◆ **Information given**:

● ● ● ● ●

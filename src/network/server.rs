//! HTTP Server
//!
//! Accepts connections and hands each one to its own task.

use std::io;
use std::sync::Arc;
use std::time::Duration;

use tokio::net::TcpListener;

use super::Connection;
use crate::config::Config;
use crate::dispatcher::Dispatcher;
use crate::error::{Result, WikiError};

/// Pause after a failed accept before trying again
const ACCEPT_BACKOFF: Duration = Duration::from_millis(100);

/// HTTP server for pagewiki
pub struct Server {
    /// Server configuration
    config: Config,

    /// Shared request dispatcher
    dispatcher: Arc<Dispatcher>,
}

impl Server {
    /// Create a new server with the given config and dispatcher
    pub fn new(config: Config, dispatcher: Arc<Dispatcher>) -> Self {
        Self { config, dispatcher }
    }

    /// Bind the configured address and serve until the task is dropped
    pub async fn run(self) -> Result<()> {
        let listener = TcpListener::bind(&self.config.listen_addr)
            .await
            .map_err(|e| {
                WikiError::Network(format!("Failed to bind to {}: {}", self.config.listen_addr, e))
            })?;
        self.serve(listener).await
    }

    /// Serve connections from an already bound listener
    pub async fn serve(self, listener: TcpListener) -> Result<()> {
        let local_addr = listener
            .local_addr()
            .map_err(|e| WikiError::Network(format!("Failed to get local address: {}", e)))?;
        tracing::info!("HTTP server listening on {}", local_addr);

        loop {
            let (stream, peer_addr) = match listener.accept().await {
                Ok(accepted) => accepted,
                Err(e) => {
                    back_off_after_accept_error(&e).await;
                    continue;
                }
            };

            let connection = Connection::new(
                Arc::clone(&self.dispatcher),
                self.config.max_form_bytes,
                peer_addr.to_string(),
            );
            tokio::spawn(connection.serve(stream));
        }
    }
}

/// Accept errors are usually fd exhaustion and persist until a connection
/// closes; retrying at once would spin.
async fn back_off_after_accept_error(error: &io::Error) {
    tracing::warn!(
        "Failed to accept connection: {}; retrying in {:?}",
        error,
        ACCEPT_BACKOFF
    );
    tokio::time::sleep(ACCEPT_BACKOFF).await;
}
//! # pagewiki
//!
//! A small wiki server:
//! - Pages addressed by title (`[a-zA-Z0-9_]+`), stored one file each
//! - `[Title]` tokens in a page body become links to that page
//! - Three operations per page: view, edit, save
//!
//! ## Architecture Overview
//!
//! ```text
//! ┌─────────────────────────────────────────────────────────────┐
//! │                      HTTP Server                             │
//! │              (hyper, one task per connection)                │
//! └─────────────────────┬───────────────────────────────────────┘
//!                       │ Request / Response
//! ┌─────────────────────▼───────────────────────────────────────┐
//! │                     Dispatcher                               │
//! │        RouteMatcher → view / edit / save handlers            │
//! └───────┬──────────────────────┬──────────────────────┬───────┘
//!         │                      │                      │
//!         ▼                      ▼                      ▼
//!   ┌─────────────┐       ┌─────────────┐        ┌─────────────┐
//!   │  PageStore  │       │LinkRenderer │        │  Templates  │
//!   │ (FileStore) │       │  [x] → <a>  │        │ (minijinja) │
//!   └─────────────┘       └─────────────┘        └─────────────┘
//! ```

// =============================================================================
// Module Declarations
// =============================================================================

pub mod error;
pub mod config;

pub mod protocol;
pub mod routing;
pub mod storage;
pub mod render;
pub mod page;
pub mod templates;
pub mod dispatcher;
pub mod network;

// =============================================================================
// Public API Re-exports
// =============================================================================

pub use error::{Result, WikiError};
pub use config::Config;
pub use dispatcher::Dispatcher;
pub use page::Page;

// =============================================================================
// Version Info
// =============================================================================

/// Current version of pagewiki
pub const VERSION: &str = env!("CARGO_PKG_VERSION");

● ● ● ● ●

◆ **Brief**: Show every line from the entries above in which the word "connections" appears.

◆ **Exercise answer**:
//! Accepts connections and hands each one to its own task.
    /// Serve connections from an already bound listener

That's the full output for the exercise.